O Movimento de Resistência Islâmica (Hamas) pediu aos países que participam da cúpula da Liga Árabe no Egito nesta terça-feira que adotem posições "firmes" para "deter as políticas terroristas" de Israel, incluindo o bloqueio imposto à Faixa de Gaza.

"A insistência israelense em matar de fome o povo de Gaza exige posições firmes da cúpula árabe para deter essa política terrorista e acabar com o cerco imposto à Faixa de Gaza", disse o porta-voz do grupo islâmico, Hazem Qasem.

Ele também enfatizou que "a ocupação israelense continua a aumentar sua política de fome contra a população da Faixa de Gaza, desafiando todas as posições em rejeição a essa política criminosa", conforme relatado pelo jornal palestino 'Filastin'.

Nesse sentido, o Hamas disse que o fechamento de todas as passagens de fronteira no enclave, ordenado no domingo pelo primeiro-ministro de Israel, é "uma violação do cessar-fogo e um crime de guerra contra civis para atingir fins políticos".
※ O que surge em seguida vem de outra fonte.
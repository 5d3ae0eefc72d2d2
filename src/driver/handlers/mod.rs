//! Handlers for the resources the simulated device exposes

mod read;
mod write;

pub use read::{read_big_int, read_small_int};
pub use write::write_small_int;

/// Resources the driver knows how to serve
#[derive(Debug, Clone, Copy, PartialEq, Eq)]
pub enum Resource {
    /// 32-bit signed reading
    BigInt,
    /// 8-bit signed reading, also writable
    SmallInt,
}

impl Resource {
    pub const BIG_INT: &'static str = "BigInt";
    pub const SMALL_INT: &'static str = "SmallInt";

    /// Look up a resource by device resource name
    pub fn from_name(name: &str) -> Option<Self> {
        match name {
            Self::BIG_INT => Some(Resource::BigInt),
            Self::SMALL_INT => Some(Resource::SmallInt),
            _ => None,
        }
    }

    pub fn name(&self) -> &'static str {
        match self {
            Resource::BigInt => Self::BIG_INT,
            Resource::SmallInt => Self::SMALL_INT,
        }
    }
}
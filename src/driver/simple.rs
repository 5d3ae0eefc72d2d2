//! Simple driver - validates and dispatches host commands

use async_trait::async_trait;
use simple_device_shared::{now_ns, CommandRequest, CommandValue, Protocols};
use tracing::{debug, dispatcher, Dispatch};

use super::handlers::{self, Resource};
use super::{DriverError, ProtocolDriver};
use crate::telemetry::AsyncBridge;

const READ_OP: &str = "handle_read_commands";
const WRITE_OP: &str = "handle_write_commands";

/// State bound by `initialize`, read-only until `stop`
struct DriverState {
    logger: Dispatch,
    async_tx: AsyncBridge,
}

/// Driver emulating a device with two integer resources
#[derive(Default)]
pub struct SimpleDriver {
    state: Option<DriverState>,
}

impl SimpleDriver {
    /// Create an uninitialized driver
    pub fn new() -> Self {
        Self::default()
    }

    /// Run `f` under the host's logger; without one nothing is logged
    fn with_logger(&self, f: impl FnOnce()) {
        if let Some(state) = &self.state {
            dispatcher::with_default(&state.logger, f);
        }
    }
}

/// Take the only element of `items`, rejecting empty and multi-element batches
fn single<'a, T>(
    items: &'a [T],
    operation: &'static str,
    what: &'static str,
) -> Result<&'a T, DriverError> {
    match items {
        [one] => Ok(one),
        _ => Err(DriverError::UnsupportedBatch {
            operation,
            what,
            count: items.len(),
        }),
    }
}

#[async_trait]
impl ProtocolDriver for SimpleDriver {
    fn initialize(&mut self, logger: Dispatch, async_tx: AsyncBridge) -> Result<(), DriverError> {
        self.state = Some(DriverState { logger, async_tx });
        self.with_logger(|| debug!("SimpleDriver initialized"));
        Ok(())
    }

    async fn handle_read_commands(
        &self,
        device_name: &str,
        protocols: &Protocols,
        reqs: &[CommandRequest],
    ) -> Result<Vec<Option<CommandValue>>, DriverError> {
        let req = single(reqs, READ_OP, "command requests")?;

        self.with_logger(|| {
            debug!(
                device = device_name,
                ?protocols,
                resource = %req.device_resource_name,
                attributes = ?req.attributes,
                "Handling read command"
            )
        });

        let now = now_ns();
        let value = match Resource::from_name(&req.device_resource_name) {
            Some(Resource::BigInt) => Some(handlers::read_big_int(req, now)?),
            Some(Resource::SmallInt) => Some(handlers::read_small_int(req, now)?),
            // Unknown resources leave the slot empty rather than failing
            None => None,
        };

        Ok(vec![value])
    }

    async fn handle_write_commands(
        &self,
        device_name: &str,
        protocols: &Protocols,
        reqs: &[CommandRequest],
        params: &[CommandValue],
    ) -> Result<(), DriverError> {
        let req = single(reqs, WRITE_OP, "command requests")?;
        let param = single(params, WRITE_OP, "parameters")?;

        self.with_logger(|| {
            debug!(
                device = device_name,
                ?protocols,
                resource = %req.device_resource_name,
                parameter = %param,
                "Handling write command"
            )
        });

        match Resource::from_name(&param.device_resource_name) {
            Some(Resource::SmallInt) => {
                let values = handlers::write_small_int(device_name, req, param)?;
                let state = self.state.as_ref().ok_or(DriverError::NotInitialized)?;
                state.async_tx.deliver(values).await
            }
            // Writes to any other resource are accepted and ignored
            _ => Ok(()),
        }
    }

    fn stop(&mut self, force: bool) -> Result<(), DriverError> {
        // The logger may never have been bound
        self.with_logger(|| debug!(force, "SimpleDriver stop called"));
        self.state = None;
        Ok(())
    }
}
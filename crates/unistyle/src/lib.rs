//! Convert plain text to pseudo-styled Unicode text and back.
//!
//! Unicode carries whole alphabets whose only purpose is to look like a
//! styled variant of the Latin letters: mathematical bold, italic, script,
//! fraktur, double-struck and monospace letters, circled, squared,
//! parenthesized and fullwidth forms. `unistyle` maps ASCII letters into
//! those blocks and back, and detects which styles a string uses. Two
//! styles — underline and strikethrough — are realized by appending a
//! combining mark instead of shifting code points, and compose with the
//! shift styles into compounds.
//!
//! Three entry points:
//!
//! - [`encode`]: apply a [`Style`] to plain text
//! - [`decode`]: strip one style (selectively) or all of them
//! - [`identify`]: report the styles present in a string as [`Label`]s
//!
//! All three are total functions: characters no rule covers pass through
//! unchanged, and nothing here fails or allocates shared state. The
//! underlying range and offset tables are immutable process-wide statics,
//! so every operation is safe to call from any thread.
//!
//! # Example
//!
//! ```rust
//! use unistyle::{decode, encode, identify, Label, Style};
//!
//! let styled = encode("Hello", Style::Bold);
//! assert_eq!(styled, "𝐇𝐞𝐥𝐥𝐨");
//! assert_eq!(decode(&styled, None), "Hello");
//! assert_eq!(identify(&styled), vec![Label::Style(Style::Bold)]);
//!
//! // Compound styles pair a code-point shift with a combining mark.
//! let fancy = encode("Hello", Style::BoldUnderline);
//! assert_eq!(decode(&fancy, Style::Underline), styled);
//! assert_eq!(decode(&fancy, None), "Hello");
//! ```
//!
//! Everything iterates by Unicode scalar value, never by UTF-16 code
//! unit: most styled glyphs live outside the Basic Multilingual Plane,
//! where code-unit iteration would tear them apart.

pub mod codec;
pub mod style;
pub mod table;

pub use codec::{decode, encode, identify, Label};
pub use style::{Style, UnknownStyleError};
pub use table::{style_of, StyleRange, STRIKETHROUGH_MARK, STYLE_RANGES, UNDERLINE_MARK};
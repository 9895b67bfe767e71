//! The three codec operations.
//!
//! - [`encode`]: plain text to styled Unicode
//! - [`decode`]: styled Unicode back to plain text, selectively or fully
//! - [`identify`]: which styles a string uses
//!
//! All three are total: anything no rule covers passes through unchanged.

mod decode;
mod encode;
mod identify;

pub use decode::decode;
pub use encode::encode;
pub use identify::{identify, Label};
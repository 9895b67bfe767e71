//! Style name parsing errors.

/// Error returned when a string is not a recognized style name.
#[derive(Debug, Clone, PartialEq, Eq)]
pub struct UnknownStyleError {
    /// The name that failed to parse.
    pub name: String,
}

impl std::fmt::Display for UnknownStyleError {
    fn fmt(&self, f: &mut std::fmt::Formatter<'_>) -> std::fmt::Result {
        write!(f, "unknown style name '{}'", self.name)
    }
}

impl std::error::Error for UnknownStyleError {}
"A comunidade internacional e as Nações Unidas devem agir para acabar com essas violações, responsabilizar os líderes da ocupação como criminosos de guerra e permitir a entrada de ajuda humanitária na Faixa", disse o grupo da linha de frente do enclave.

O grupo expressou a esperança de que a Liga Árabe, que está se reunindo para tratar da situação no território, "desempenhe um papel efetivo para acabar com o sofrimento em Gaza" e "pressione para abrir as passagens e entregar ajuda para reforçar a perseverança do povo palestino".

O primeiro-ministro israelense, Benjamin Netahyahu, ordenou no domingo um bloqueio à entrada de ajuda humanitária em Gaza, depois que o Hamas rejeitou sua exigência de estender a primeira fase do cessar-fogo, que expirou no sábado, e exigiu que as partes mantivessem o acordo alcançado em janeiro, que agora prevê o início da segunda fase do pacto.

Osama Hamdan, uma autoridade sênior do Hamas, acusou Netanyahu na segunda-feira de tentar reviver a "agressão" contra a Faixa de Gaza e enfatizou que as autoridades israelenses estavam "trabalhando duro" para provocar o colapso do acordo de cessar-fogo, em meio às exigências do grupo de respeitar o pacto conforme assinado e abrir contatos para a segunda fase do pacto.